Latte fresco torna in tavola, boom (+8,2%) dopo obbligo etichetta

13/09/2005


"Dopo anni di abbandono il latte fresco torna sulle tavole degli italiani e fa registrare il piu' elevato tasso di crescita tra i prodotti alimentari con un boom dell'8,2 per cento negli acquisti familiari nel mese successivo all'obbligo di indicare sulle confezioni il luogo di provenienza o mungitura, per impedire di spacciare come italiano prodotto importato". E' quanto emerge da una analisi della Coldiretti sulla base dei dati Ismea- Ac Nielsen che registrano una significativa inversione di tendenza nei mesi di giugno (+ 4,9 per cento) e luglio (+ 8,2 per cento) successivi all'entrata in vigore del decreto interministeriale del 7 giugno 2005 sulle nuove norme di etichettatura. Si tratta di un risultato eclatante dopo che il consumo di latte fresco delle famiglie italiane si era progressivamente ridotto raggiungendo nel 2004 il livello più basso con un crollo di ben il 14% rispetto al 2000. 

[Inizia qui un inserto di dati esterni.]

//! Layered loading and write-back of the settings files.

use crate::BotSettings;
use config::{Config, Environment, File, FileFormat};
use derive_getters::Getters;
use foodbot_error::{SettingsError, SettingsErrorKind, SettingsResult};
use std::path::{Path, PathBuf};
use tracing::{debug, info, instrument};

/// Default shared settings file name.
pub const DEFAULT_SETTINGS_FILE: &str = "foodbot.toml";

/// Default per-instance secrets file name.
pub const DEFAULT_SECRETS_FILE: &str = "foodbot.secrets.toml";

/// Prefix for environment overrides (`FOODBOT__GENERAL__CHARACTERS_LIMIT=1500`).
pub const ENV_PREFIX: &str = "FOODBOT";

const TOKEN_ENV_VAR: &str = "DISCORD_TOKEN";

/// Locations of the two settings files.
#[derive(Debug, Clone, PartialEq, Eq, Getters)]
pub struct SettingsPaths {
    /// Shared settings: prefix, admins, limits, actions.
    settings: PathBuf,
    /// Per-instance secrets: the bot token.
    secrets: PathBuf,
}

impl Default for SettingsPaths {
    fn default() -> Self {
        Self::new(DEFAULT_SETTINGS_FILE, DEFAULT_SECRETS_FILE)
    }
}

impl SettingsPaths {
    /// Use explicit file locations.
    pub fn new(settings: impl Into<PathBuf>, secrets: impl Into<PathBuf>) -> Self {
        Self {
            settings: settings.into(),
            secrets: secrets.into(),
        }
    }

    /// Use the default file names inside `dir`.
    pub fn in_dir(dir: impl AsRef<Path>) -> Self {
        let dir = dir.as_ref();
        Self::new(dir.join(DEFAULT_SETTINGS_FILE), dir.join(DEFAULT_SECRETS_FILE))
    }

    /// Prefer the current directory, falling back to `~/.config/foodbot/` when
    /// only that location has a settings file.
    pub fn discover() -> Self {
        let local = Self::default();
        if local.settings.exists() {
            return local;
        }

        if let Some(config_dir) = dirs::config_dir() {
            let user = Self::in_dir(config_dir.join("foodbot"));
            if user.settings.exists() {
                debug!(path = %user.settings.display(), "Using user settings directory");
                return user;
            }
        }

        local
    }

    /// Read every layer and deserialize the result.
    ///
    /// Both files are optional at this stage; a missing file shows up as
    /// missing fields, which the repair pass can fix.
    ///
    /// # Errors
    ///
    /// Returns [`SettingsErrorKind::Missing`] or [`SettingsErrorKind::Parse`]
    /// when a required field is absent or malformed.
    #[instrument(skip(self), fields(settings = %self.settings.display(), secrets = %self.secrets.display()))]
    pub fn load(&self) -> SettingsResult<BotSettings> {
        debug!("Loading settings layers");

        let token = std::env::var(TOKEN_ENV_VAR).ok();

        let settings: BotSettings = Config::builder()
            .add_source(
                File::from(self.settings.as_path())
                    .format(FileFormat::Toml)
                    .required(false),
            )
            .add_source(
                File::from(self.secrets.as_path())
                    .format(FileFormat::Toml)
                    .required(false),
            )
            .add_source(
                Environment::with_prefix(ENV_PREFIX)
                    .prefix_separator("__")
                    .separator("__"),
            )
            .set_override_option("system.bot_token", token)
            .map_err(classify)?
            .build()
            .map_err(classify)?
            .try_deserialize()
            .map_err(classify)?;

        debug!(actions = settings.actions().len(), "Settings loaded");
        Ok(settings)
    }

    /// Serialize `settings` back to the files.
    ///
    /// The shared file receives everything but the token; the token, when
    /// present, is written to the secrets file only.
    #[instrument(skip(self, settings), fields(settings = %self.settings.display()))]
    pub fn write(&self, settings: &BotSettings) -> SettingsResult<()> {
        let contents = toml::to_string_pretty(settings).map_err(|e| {
            SettingsError::new(SettingsErrorKind::Parse(format!(
                "Failed to serialize settings: {}",
                e
            )))
        })?;
        write_file(&self.settings, &contents)?;

        if let Some(token) = settings.system().bot_token() {
            let mut system = toml::Table::new();
            system.insert("bot_token".into(), toml::Value::String(token.to_string()));
            let mut secrets = toml::Table::new();
            secrets.insert("system".into(), toml::Value::Table(system));
            write_file(&self.secrets, &secrets.to_string())?;
        }

        info!("Settings written");
        Ok(())
    }
}

pub(crate) fn read_file(path: &Path) -> SettingsResult<Option<String>> {
    match std::fs::read_to_string(path) {
        Ok(contents) => Ok(Some(contents)),
        Err(e) if e.kind() == std::io::ErrorKind::NotFound => Ok(None),
        Err(e) => Err(io_error(path, e)),
    }
}

pub(crate) fn write_file(path: &Path, contents: &str) -> SettingsResult<()> {
    if let Some(parent) = path.parent().filter(|parent| !parent.as_os_str().is_empty()) {
        std::fs::create_dir_all(parent).map_err(|e| io_error(parent, e))?;
    }
    std::fs::write(path, contents).map_err(|e| io_error(path, e))
}

#[track_caller]
fn io_error(path: &Path, err: std::io::Error) -> SettingsError {
    SettingsError::new(SettingsErrorKind::Io {
        path: path.to_path_buf(),
        message: err.to_string(),
    })
}

#[track_caller]
fn classify(err: config::ConfigError) -> SettingsError {
    let kind = match &err {
        config::ConfigError::NotFound(key) => SettingsErrorKind::Missing(key.clone()),
        other if other.to_string().contains("missing field") => {
            SettingsErrorKind::Missing(other.to_string())
        }
        other => SettingsErrorKind::Parse(other.to_string()),
    };
    SettingsError::new(kind)
}
//! Command-line interface module.
//!
//! This module provides the CLI structure and command handlers for the foodbot binary.

mod commands;
mod run;
mod settings;

pub use commands::{Cli, Commands};
pub use run::run_bot;
pub use settings::{check_settings, repair_settings, repair_summary, settings_summary};
//! Static custom emoji usage across a guild's text channels.

use crate::{HistoryScanner, ScanOutcome};
use derive_getters::Getters;
use foodbot_core::{
    AggregationWindow, ChannelInfo, EmojiId, EmojiTally, GuildEmoji, GuildId, HistoryMessage,
};
use foodbot_error::{PlatformError, PlatformResult};
use foodbot_interface::ChatPlatform;
use regex::Regex;
use std::sync::LazyLock;
use tracing::{error, info, instrument, warn};

/// Inline static custom emoji: `<:name:id>`. Animated emoji (`<a:name:id>`)
/// do not match.
static EMOJI_TOKEN: LazyLock<Regex> = LazyLock::new(|| {
    Regex::new(r"<:([A-Za-z0-9_]+):([0-9]+)>").expect("Valid emoji token regex")
});

/// Tallies emoji usage for one scan.
///
/// # Examples
///
/// ```
/// use foodbot_actions::EmojiAggregator;
/// use foodbot_core::{EmojiId, GuildEmoji, HistoryMessageBuilder, MessageId, Reaction};
///
/// let mut aggregator = EmojiAggregator::new([GuildEmoji::new(10, "pog")]);
///
/// let message = HistoryMessageBuilder::default()
///     .id(MessageId(1))
///     .timestamp(chrono::Utc::now())
///     .content("<:pog:10> <:pog:10> <:other:99>")
///     .reactions(vec![Reaction::custom(10, 4)])
///     .build()
///     .unwrap();
/// aggregator.observe(&message);
///
/// assert_eq!(aggregator.tally().count(EmojiId(10)), Some(6));
/// ```
#[derive(Debug, Clone, Default)]
pub struct EmojiAggregator {
    tally: EmojiTally,
}

impl EmojiAggregator {
    /// Seed the tally with every static emoji of the guild at zero.
    pub fn new<I>(emojis: I) -> Self
    where
        I: IntoIterator<Item = GuildEmoji>,
    {
        Self {
            tally: EmojiTally::seeded(emojis),
        }
    }

    /// Count one message: inline tokens add one each, reactions add their
    /// aggregate count. Bot-authored messages count for nothing.
    pub fn observe(&mut self, message: &HistoryMessage) {
        if message.author_is_bot {
            return;
        }

        for capture in EMOJI_TOKEN.captures_iter(&message.content) {
            if let Some(id) = capture.get(2).and_then(|id| id.as_str().parse::<u64>().ok()) {
                self.tally.increment(EmojiId(id), 1);
            }
        }

        for reaction in &message.reactions {
            if let Some(id) = reaction.emoji.custom_id() {
                self.tally.increment(id, reaction.count);
            }
        }
    }

    /// The tally so far.
    pub fn tally(&self) -> &EmojiTally {
        &self.tally
    }

    /// Consume the aggregator, keeping the tally.
    pub fn into_tally(self) -> EmojiTally {
        self.tally
    }

    /// Scan every text channel of `guild`, one at a time.
    ///
    /// A channel that cannot be read is skipped and recorded; the scan goes
    /// on with the remaining channels.
    ///
    /// # Errors
    ///
    /// Returns an error only if the guild's emoji or channels cannot be listed.
    #[instrument(skip(platform, window), fields(platform = platform.platform_name(), guild = %guild))]
    pub async fn aggregate_guild<P>(
        platform: &P,
        guild: GuildId,
        window: &AggregationWindow,
    ) -> PlatformResult<GuildReport>
    where
        P: ChatPlatform + ?Sized,
    {
        let mut aggregator = Self::new(platform.guild_emojis(guild).await?);
        let channels = platform.guild_channels(guild).await?;
        let scanner = HistoryScanner::new(platform);

        info!(
            emojis = aggregator.tally.len(),
            channels = channels.len(),
            stop_time = %window.stop_time(),
            "Counting emoji"
        );

        let mut scanned = Vec::new();
        let mut skipped = Vec::new();

        for channel in channels.into_iter().filter(ChannelInfo::is_text) {
            info!(channel = %channel.name, "Scanning channel");
            let result = scanner
                .scan(channel.id, window, |message| aggregator.observe(message))
                .await;

            match result {
                Ok(outcome) => {
                    info!(
                        channel = %channel.name,
                        processed = outcome.processed(),
                        pages = outcome.pages(),
                        exit = %outcome.exit(),
                        "Channel scanned"
                    );
                    scanned.push((channel, outcome));
                }
                Err(e) if e.is_forbidden() => {
                    warn!(channel = %channel.name, error = %e, "No access to channel, skipping");
                    skipped.push((channel, e));
                }
                Err(e) => {
                    error!(channel = %channel.name, error = %e, "Channel scan failed, skipping");
                    skipped.push((channel, e));
                }
            }
        }

        if !skipped.is_empty() {
            let names: Vec<&str> = skipped.iter().map(|(channel, _)| channel.name.as_str()).collect();
            warn!(skipped = ?names, "Some channels were not counted");
        }

        Ok(GuildReport {
            tally: aggregator.into_tally(),
            scanned,
            skipped,
        })
    }
}

/// Result of counting emoji across a guild.
#[derive(Debug, Clone, Getters)]
pub struct GuildReport {
    /// Usage counts.
    tally: EmojiTally,
    /// Channels that were scanned, with their outcome.
    scanned: Vec<(ChannelInfo, ScanOutcome)>,
    /// Channels that were skipped, with the error.
    skipped: Vec<(ChannelInfo, PlatformError)>,
}

impl GuildReport {
    /// Messages handed to the aggregator across all channels.
    pub fn messages_processed(&self) -> usize {
        self.scanned
            .iter()
            .map(|(_, outcome)| *outcome.processed())
            .sum()
    }
}
//! Backward pagination cursor.

use chrono::{DateTime, Utc};
use derive_getters::Getters;
use foodbot_core::{HistoryMessage, MessageId};

/// Position in a channel history; pages are fetched strictly before it.
///
/// History is ordered by `(timestamp, message id)`. The first page of a scan
/// starts from a bare timestamp; later pages start from the oldest message
/// already processed, whose id breaks ties between messages that share a
/// timestamp.
///
/// # Examples
///
/// ```
/// use chrono::{Duration, Utc};
/// use foodbot_core::{HistoryMessageBuilder, MessageId};
/// use foodbot_interface::HistoryCursor;
///
/// let now = Utc::now();
/// let cursor = HistoryCursor::at(now);
///
/// let older = HistoryMessageBuilder::default()
///     .id(MessageId(1))
///     .timestamp(now - Duration::seconds(5))
///     .build()
///     .unwrap();
///
/// assert!(cursor.admits(&older));
/// assert!(!HistoryCursor::before_message(&older).admits(&older));
/// ```
#[derive(Debug, Clone, Copy, PartialEq, Eq, Getters)]
pub struct HistoryCursor {
    /// Timestamp boundary.
    timestamp: DateTime<Utc>,
    /// Id of the boundary message, if the cursor sits on one.
    message_id: Option<MessageId>,
}

impl HistoryCursor {
    /// Cursor at a bare point in time.
    pub fn at(timestamp: DateTime<Utc>) -> Self {
        Self {
            timestamp,
            message_id: None,
        }
    }

    /// Cursor sitting on a message; the message itself is not admitted.
    pub fn before_message(message: &HistoryMessage) -> Self {
        Self {
            timestamp: message.timestamp,
            message_id: Some(message.id),
        }
    }

    /// Whether `message` lies strictly older than this cursor.
    pub fn admits(&self, message: &HistoryMessage) -> bool {
        match self.message_id {
            Some(id) => (message.timestamp, message.id) < (self.timestamp, id),
            None => message.timestamp < self.timestamp,
        }
    }
}
#[cfg(test)]
#[path = "tests/types_and_const_tests.rs"]
pub mod types_and_const_tests;

/// Index of a peer in the committee, in `0..num_peers`.
pub type PeerId = usize;
/// Step of the ring exchange, in `1..num_peers`.
pub type Phase = usize;
/// Iteration of the benchmark loop. Iteration 0 is the warm-up.
pub type Iteration = usize;
/// Position of a collective operation in the sequence every peer executes.
pub type Sequence = u64;

/// The peer that validates parameters and receives reductions.
pub const ROOT: PeerId = 0;

/// The default channel capacity.
pub const CHANNEL_CAPACITY: usize = 1_000;

/// Largest frame accepted on the wire. One frame carries one block, which bounds the block
/// order of runs over the network.
pub const MAX_FRAME_SIZE: usize = 1 << 31;

/// Upper bound on the number of threads a peer may request.
pub const MAX_THREADS: usize = 512;

/// Tile order used when none is given on the command line.
pub const DEFAULT_TILE_ORDER: usize = 32;

/// Aggregate absolute error under which a run validates.
pub const EPSILON: f64 = 1.0e-8;

/// Value the destination matrix holds before the first transpose.
pub const SENTINEL: f64 = -1.0;

/// Returns `(recv_from, send_to)` for `me` at `phase` of the ring exchange.
///
/// The two partners are offset by `phase` in opposite directions, so over phases
/// `1..num_peers` every ordered pair of distinct peers is matched exactly once.
pub fn ring_partners(me: PeerId, phase: Phase, num_peers: usize) -> (PeerId, PeerId) {
    assert!(num_peers > 0, "num_peers must be positive");
    assert!(phase > 0 && phase < num_peers, "phase must be in 1..num_peers");

    let recv_from = (me + phase) % num_peers;
    let send_to = (me + num_peers - phase) % num_peers;
    (recv_from, send_to)
}

/// Bytes moved by one transpose of an `order x order` matrix of `f64`: every element
/// is read from the source and written to the destination once.
pub fn transpose_bytes(order: usize) -> usize {
    2 * std::mem::size_of::<f64>() * order * order
}
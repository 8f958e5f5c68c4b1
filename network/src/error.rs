use std::io;
use std::net::SocketAddr;
use thiserror::Error;

#[derive(Error, Debug)]
pub enum NetworkError {
    #[error("Failed to bind {0}: {1}")]
    FailedToBind(SocketAddr, io::Error),

    #[error("Failed to accept connection: {0}")]
    FailedToListen(io::Error),

    #[error("Failed to connect to {0} after {1} attempts: {2}")]
    FailedToConnect(SocketAddr, usize, io::Error),

    #[error("Failed to send message to {0}: {1}")]
    FailedToSendMessage(SocketAddr, io::Error),

    #[error("Failed to receive message from {0}: {1}")]
    FailedToReceiveMessage(SocketAddr, io::Error),

    #[error("Failed to receive ACK from {0}")]
    FailedToReceiveAck(SocketAddr),

    #[error("Connection to {0} is closed")]
    ConnectionClosed(SocketAddr),

    #[error("Received an empty frame")]
    EmptyFrame,

    #[error("Invalid compression flag {0}")]
    InvalidFlag(u8),

    #[error("Failed to (de)compress frame: {0}")]
    Compression(io::Error),
}
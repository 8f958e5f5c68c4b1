use crate::error::NetworkError;
use bytes::{BufMut as _, Bytes, BytesMut};
use flate2::read::ZlibDecoder;
use flate2::write::ZlibEncoder;
use flate2::Compression;
use std::io::{Read as _, Write as _};

/// The payload follows the flag as is.
pub const FLAG_RAW: u8 = 0x00;
/// The payload following the flag is zlib-compressed.
pub const FLAG_ZLIB: u8 = 0x01;

/// Prefixes `payload` with a one-byte compression flag, compressing it first if asked.
pub fn encode_frame(payload: &[u8], compress: bool) -> Result<Bytes, NetworkError> {
    if !compress {
        let mut frame = BytesMut::with_capacity(payload.len() + 1);
        frame.put_u8(FLAG_RAW);
        frame.extend_from_slice(payload);
        return Ok(frame.freeze());
    }

    let mut encoder = ZlibEncoder::new(vec![FLAG_ZLIB], Compression::fast());
    encoder
        .write_all(payload)
        .map_err(NetworkError::Compression)?;
    let frame = encoder.finish().map_err(NetworkError::Compression)?;
    Ok(Bytes::from(frame))
}

/// Strips the compression flag off `frame` and returns the original payload.
pub fn decode_frame(frame: Bytes) -> Result<Bytes, NetworkError> {
    let flag = *frame.first().ok_or(NetworkError::EmptyFrame)?;
    match flag {
        FLAG_RAW => Ok(frame.slice(1..)),
        FLAG_ZLIB => {
            let mut decoder = ZlibDecoder::new(&frame[1..]);
            let mut decompressed = Vec::new();
            decoder
                .read_to_end(&mut decompressed)
                .map_err(NetworkError::Compression)?;
            Ok(decompressed.into())
        }
        _ => Err(NetworkError::InvalidFlag(flag)),
    }
}
use config::Parameters;
use model::types_and_const::{Iteration, PeerId, Phase, Sequence};
use serde::{Deserialize, Serialize};

#[cfg(test)]
#[path = "tests/messages_tests.rs"]
pub mod messages_tests;

/// Everything peers send to each other.
#[derive(Serialize, Deserialize, Clone, Debug, PartialEq)]
pub enum PeerMessage {
    /// One transposed block of the ring exchange, `block_order^2` doubles in column-major order.
    Block {
        sender: PeerId,
        iteration: Iteration,
        phase: Phase,
        data: Vec<f64>,
    },
    /// A contribution to (or the result of) a collective operation.
    Collective {
        sender: PeerId,
        sequence: Sequence,
        payload: CollectivePayload,
    },
    /// The sender hit a fatal error; no peer should wait for it anymore.
    Abort { sender: PeerId, reason: String },
}

#[derive(Serialize, Deserialize, Clone, Debug, PartialEq)]
pub enum CollectivePayload {
    Arrive,
    Release,
    Value(f64),
    Flag(bool),
    /// Parameters validated by the root, or `None` if the root rejected them.
    Parameters(Option<Parameters>),
}

/// Identifies the single message a peer waits for.
#[derive(Clone, Copy, Debug, PartialEq, Eq, Hash)]
pub enum Tag {
    Block {
        sender: PeerId,
        iteration: Iteration,
        phase: Phase,
    },
    Collective {
        sender: PeerId,
        sequence: Sequence,
    },
}

impl PeerMessage {
    pub fn sender(&self) -> PeerId {
        match self {
            PeerMessage::Block { sender, .. }
            | PeerMessage::Collective { sender, .. }
            | PeerMessage::Abort { sender, .. } => *sender,
        }
    }

    /// `Abort` messages are not waited for, so they have no tag.
    pub fn tag(&self) -> Option<Tag> {
        match self {
            PeerMessage::Block {
                sender,
                iteration,
                phase,
                ..
            } => Some(Tag::Block {
                sender: *sender,
                iteration: *iteration,
                phase: *phase,
            }),
            PeerMessage::Collective {
                sender, sequence, ..
            } => Some(Tag::Collective {
                sender: *sender,
                sequence: *sequence,
            }),
            PeerMessage::Abort { .. } => None,
        }
    }
}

Per gli acquisti domestici di latte fresco nel 2004 gli italiani hanno speso oltre 1,62 miliardi di euro per una quantità di 1,3 milioni di tonnellate. Grazie alle performance positive di giugno e luglio complessivamente nei primi sette mesi del 2005 - sottolineano i coltivatori - si è verificato un aumento del 3,4 per cento in valore e del 3,5 per cento in quantità nonostante i consumi alimentari siano rimasti pressoché stazionari con un aumento dell'1,7 per cento in quantità e un calo dello 0,2 per cento nel valore della spesa. Il buon andamento della domanda di latte fresco dimostra che si tratta di una esperienza da estendere a tutti gli alimenti senza attendere emergenze economiche e sanitarie, come nel caso della mucca pazza e dell'influenza dei polli, perché serve più informazione per rispondere alla domanda di conoscenza dei cittadini sulle caratteristiche, genuinità e origine degli alimenti in vendita. Una richiesta che è alla base della partecipazione dell' associazione di categoria allo sciopero della spesa per raccogliere le giuste sollecitazioni le associazioni dei consumatori e rispondere alla domanda di trasparenza nella formazione dei prezzi, sull'origine e sulle caratteristiche degli alimenti.